The records »
Content starts

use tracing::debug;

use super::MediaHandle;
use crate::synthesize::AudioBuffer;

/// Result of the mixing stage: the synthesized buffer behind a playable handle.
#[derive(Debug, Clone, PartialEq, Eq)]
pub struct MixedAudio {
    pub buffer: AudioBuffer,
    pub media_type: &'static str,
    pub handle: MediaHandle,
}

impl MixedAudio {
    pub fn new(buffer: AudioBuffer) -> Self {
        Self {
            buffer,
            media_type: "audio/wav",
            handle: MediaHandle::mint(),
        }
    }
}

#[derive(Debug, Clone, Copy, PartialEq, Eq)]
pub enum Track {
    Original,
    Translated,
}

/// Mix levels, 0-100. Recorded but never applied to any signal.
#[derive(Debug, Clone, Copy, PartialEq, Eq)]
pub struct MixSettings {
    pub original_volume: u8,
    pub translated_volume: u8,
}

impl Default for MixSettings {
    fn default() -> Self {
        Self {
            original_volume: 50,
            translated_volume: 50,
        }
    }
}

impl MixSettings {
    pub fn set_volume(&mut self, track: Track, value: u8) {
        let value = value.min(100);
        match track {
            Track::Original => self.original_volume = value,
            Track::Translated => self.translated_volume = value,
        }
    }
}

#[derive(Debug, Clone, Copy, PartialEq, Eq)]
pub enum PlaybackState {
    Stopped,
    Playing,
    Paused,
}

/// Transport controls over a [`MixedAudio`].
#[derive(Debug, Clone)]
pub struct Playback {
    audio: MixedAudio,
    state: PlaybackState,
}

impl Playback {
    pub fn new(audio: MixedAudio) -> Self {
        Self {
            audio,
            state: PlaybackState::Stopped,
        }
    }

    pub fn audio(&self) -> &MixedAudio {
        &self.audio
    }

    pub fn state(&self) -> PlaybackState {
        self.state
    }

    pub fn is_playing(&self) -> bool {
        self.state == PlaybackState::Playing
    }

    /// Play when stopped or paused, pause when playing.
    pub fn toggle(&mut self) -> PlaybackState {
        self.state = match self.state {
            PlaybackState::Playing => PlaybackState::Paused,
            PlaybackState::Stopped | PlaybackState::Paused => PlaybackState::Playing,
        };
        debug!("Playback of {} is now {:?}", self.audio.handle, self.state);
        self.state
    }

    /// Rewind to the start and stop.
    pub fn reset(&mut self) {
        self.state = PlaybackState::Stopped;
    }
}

Content ends

What this task involves » Among the lines above, list those that contain the word "MediaHandle".

Task response »
use super::MediaHandle;
    pub handle: MediaHandle,
            handle: MediaHandle::mint(),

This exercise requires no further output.